先日、私の前職であるマイクロソフトのCEO スティーブ・バルマーが1年以内に退任するという発表がありました。スティーブ・バルマーは、マイクロソフトの創業者ビル・ゲイツの後任で2000年にCEOに就任しました。ふたりはハーバード大学で同じ寮で生活していたそうです。私がバルマーを生で見たのは、アメリカで毎年行われる全世界の社員を集めた集会でした。全社員といっても、それぞれの国の半分程度の社員が集まるのですが、それでも東京ドームの倍くらいのホールに何万人もの社員が集結します。集会が始まると、"I love this company !!" という叫び声とともにバルマーがステージに登場し、場内は皆スタンディングオベーション。バルマーはその観客席にいる社員のところに走って行き、20分くらいかけて何人もとハグを交わし始めました。私は場の雰囲気に圧倒され、物凄いエネルギーの会社だなと身震いしたのを覚えています。それから7年、彼は自らの力に限界を感じて退任を表明しました。

マイクロソフトは、パソコン時代を牽引した世界一のソフトウェアベンダーでしたが、クラウドコンピューティングやスマートフォンの急激な普及に対応が遅れ成長の勢いが衰えていました。いまやモバイル端末はiPhone/iPadか、グーグル社のAndroid端末が圧倒的なシェアを占めていて、それらの端末にマイクロソフト製品は搭載されていません。そのため、投資家やメディアからは厳しい批判がされていて、「バルマー氏は間違いなく今日の大手米上場企業の中で最悪のCEOだ」とフォーブス誌の記事になったくらいです。また、皮肉にも退任が発表されるとすぐに株価が7%上がりました。

バルマーの退任が表明されてから数日後、日本マクドナルドの原田社長の退任が発表されました。原田社長は2004年にアップル社長からマクドナルドの社長になり、“Macからマックへ”と話題になりました。100円マックによって来店数を劇的に増やしたり、作り置きをせずに60秒以内に商品を提供できる仕組みを作ったりし、業績を大きく伸ばしました。しかし、最近ではコンビニでも100円でコーヒーが飲めるようになり異業種のライバルとの競争になったり、景気が回復してきたら安さで勝負しにくくなったりと厳しい状況に追い込まれ苦戦していました。1ヶ月前くらいに会見で、「ボーナスが増えたらマックに行く回数を増やすのではなく、高級レストランに行くでしょう」などと話していたのを覚えています。それから間も無く退任を表明しました。

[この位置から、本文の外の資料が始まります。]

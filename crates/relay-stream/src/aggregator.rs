//! 스트림 어그리게이터.
//!
//! 전체 스냅샷 업데이트를 ingest하여 유계의 일관된 파생 뷰를
//! 유지합니다. 각 ingest는 하나의 동기 패스로 수행되며, 중간에
//! 양보 지점이 없어 소비자가 부분 갱신 상태를 관측할 수 없습니다.

use std::collections::{HashMap, VecDeque};
use std::sync::{Arc, RwLock};

use chrono::{DateTime, Utc};
use tracing::debug;

use relay_core::{DashboardConfig, HistoryPoint, OwnerGroup, TopEntry, Totals, TrafficSample};

use crate::views;

/// 스냅샷을 소비해 파생 뷰를 유지하는 어그리게이터.
///
/// 스냅샷은 diff가 아니라 전체 교체입니다. 합계/그룹/상위 랭킹은
/// 최신 스냅샷만 반영하고, 히스토리 링 버퍼만 스냅샷을 가로질러
/// 유지됩니다.
pub struct StreamAggregator {
    config: DashboardConfig,
    totals: Totals,
    groups: Vec<OwnerGroup>,
    top: Vec<TopEntry>,
    proxy_history: HashMap<u64, VecDeque<HistoryPoint>>,
    global_history: VecDeque<HistoryPoint>,
    connected: bool,
}

impl StreamAggregator {
    /// 새 어그리게이터를 생성합니다.
    pub fn new(config: DashboardConfig) -> Self {
        Self {
            config,
            totals: Totals::default(),
            groups: Vec::new(),
            top: Vec::new(),
            proxy_history: HashMap::new(),
            global_history: VecDeque::new(),
            connected: false,
        }
    }

    /// 스냅샷 하나를 ingest합니다.
    ///
    /// 합계, 그룹, 상위 랭킹을 처음부터 다시 계산하고, 스냅샷에
    /// 등장한 각 프록시의 히스토리와 전역 히스토리에 한 점씩
    /// 추가합니다. 가장 오래된 점부터 밀려납니다.
    pub fn ingest(&mut self, snapshot: &[TrafficSample]) {
        self.ingest_at(snapshot, Utc::now());
    }

    /// 라벨 시각을 지정해 ingest합니다.
    pub fn ingest_at(&mut self, snapshot: &[TrafficSample], at: DateTime<Utc>) {
        let label = at.format("%H:%M:%S").to_string();

        self.totals = views::compute_totals(snapshot);
        self.groups = views::group_by_owner(snapshot);
        self.top = views::top_n(snapshot, self.config.top_n);

        for sample in snapshot {
            let ring = self.proxy_history.entry(sample.proxy_id).or_default();
            push_bounded(
                ring,
                HistoryPoint {
                    label: label.clone(),
                    in_rate: sample.bytes_in_rate,
                    out_rate: sample.bytes_out_rate,
                },
                self.config.proxy_history_len,
            );
        }

        push_bounded(
            &mut self.global_history,
            HistoryPoint {
                label,
                in_rate: self.totals.in_rate,
                out_rate: self.totals.out_rate,
            },
            self.config.global_history_len,
        );

        self.connected = true;

        debug!(
            proxies = snapshot.len(),
            groups = self.groups.len(),
            in_rate = self.totals.in_rate,
            out_rate = self.totals.out_rate,
            "Snapshot ingested"
        );
    }

    /// 프록시 하나의 히스토리를 오래된 순으로 반환합니다.
    ///
    /// 한 번도 관측되지 않은 프록시면 빈 시퀀스를 반환합니다. 최신
    /// 스냅샷에서 사라진 프록시의 히스토리도 그대로 유지됩니다 -
    /// 프록시 교체가 잦으면 맵이 무한히 자랄 수 있지만 의도된
    /// 동작입니다.
    pub fn history(&self, proxy_id: u64) -> Vec<HistoryPoint> {
        self.proxy_history
            .get(&proxy_id)
            .map(|ring| ring.iter().cloned().collect())
            .unwrap_or_default()
    }

    /// 전역 합계 히스토리를 오래된 순으로 반환합니다.
    pub fn global_history(&self) -> Vec<HistoryPoint> {
        self.global_history.iter().cloned().collect()
    }

    /// 최신 스냅샷의 전역 합계.
    pub fn totals(&self) -> &Totals {
        &self.totals
    }

    /// 소유 클라이언트별 그룹 (스냅샷 내 처음 관측 순서).
    pub fn owner_groups(&self) -> &[OwnerGroup] {
        &self.groups
    }

    /// 합산 속도 기준 상위 프록시.
    pub fn top_proxies(&self) -> &[TopEntry] {
        &self.top
    }

    /// 첫 스냅샷 ingest 이후에만 true.
    ///
    /// 소비자에게 노출되는 유일한 연결 신호입니다. 전송 계층의
    /// 일시적 재연결은 따로 드러나지 않습니다.
    pub fn is_connected(&self) -> bool {
        self.connected
    }
}

/// 링 버퍼에 한 점을 추가합니다. 용량 초과 시 가장 오래된 점 제거.
fn push_bounded(ring: &mut VecDeque<HistoryPoint>, point: HistoryPoint, capacity: usize) {
    if capacity == 0 {
        return;
    }
    if ring.len() >= capacity {
        ring.pop_front();
    }
    ring.push_back(point);
}

/// 공유 가능한 어그리게이터 타입.
///
/// ingest는 쓰기 잠금을 잡은 채 전체 패스를 수행하므로, 읽기 쪽은
/// 항상 완결된 뷰만 관측합니다.
pub type SharedAggregator = Arc<RwLock<StreamAggregator>>;
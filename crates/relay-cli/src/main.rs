//! 릴레이 대시보드 CLI.
//!
//! # 사용 예시
//!
//! ```bash
//! # 설정 파일로 라이브 피드 관찰
//! relay watch -c config/default.toml
//!
//! # URL/토큰 직접 지정
//! relay watch --url wss://feed.example.com/live --token $TOKEN
//!
//! # 설정 파일 검증
//! relay check -c config/default.toml
//! ```

use clap::{Parser, Subcommand};

mod commands;

use commands::check::run_check;
use commands::watch::run_watch;
use commands::load_config;

#[derive(Parser)]
#[command(name = "relay")]
#[command(about = "Relay dashboard CLI - 프록시 트래픽 라이브 모니터", long_about = None)]
#[command(version)]
struct Cli {
    #[command(subcommand)]
    command: Commands,
}

#[derive(Subcommand)]
enum Commands {
    /// 라이브 피드에 연결해 파생 뷰를 주기적으로 출력
    Watch {
        /// 설정 파일 경로
        #[arg(short, long, default_value = "config/default.toml")]
        config: String,

        /// 피드 WebSocket URL (설정 파일 오버라이드)
        #[arg(long)]
        url: Option<String>,

        /// 접속 토큰 (설정 파일 오버라이드)
        #[arg(long)]
        token: Option<String>,

        /// 출력 간격 (초)
        #[arg(short, long, default_value = "5")]
        interval: u64,
    },

    /// 설정 파일 로드 및 검증
    Check {
        /// 설정 파일 경로
        #[arg(short, long, default_value = "config/default.toml")]
        config: String,
    },
}

#[tokio::main]
async fn main() -> anyhow::Result<()> {
    dotenvy::dotenv().ok();

    let cli = Cli::parse();

    match cli.command {
        Commands::Watch {
            config,
            url,
            token,
            interval,
        } => {
            let config = load_config(&config, url, token)?;
            run_watch(config, interval).await
        }
        Commands::Check { config } => run_check(&config),
    }
}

バルマーも原田社長もひとつの時代を築いてきた偉大な経営者ですが、環境の変化についていけずに退任することになりました。企業はお客様の求めるモノを提供し続ける必要がありますかが、市場やお客様が求めるモノの変化のスピードが非常に早くなりました。また、不況時には新たなアイディアによって思いもよらぬ強敵が現れることもあります。よく、“強い者が生き残るのではなく、変化に対応できる者が生き残る”と言われますが、まさにその通りだと思います。幸い、建設業の世界の変化はIT業界ほど早いようには思いませんが、確実にお客様のニーズは変化しています。このニーズの変化を正しく捉えて、サービスを提供しなければ決して生き残ることはできません。私自身、この点については試行錯誤を繰り返しており、皆さんに苦労や迷惑をかけることもありますが、やはりお客様のニーズと当社の可能性を探りながら、常に新しいチャレンジをしていくことが必要であり、それができなくなった時は、経営者として潔く身を引くタイミングなのだと改めて感じさせられました。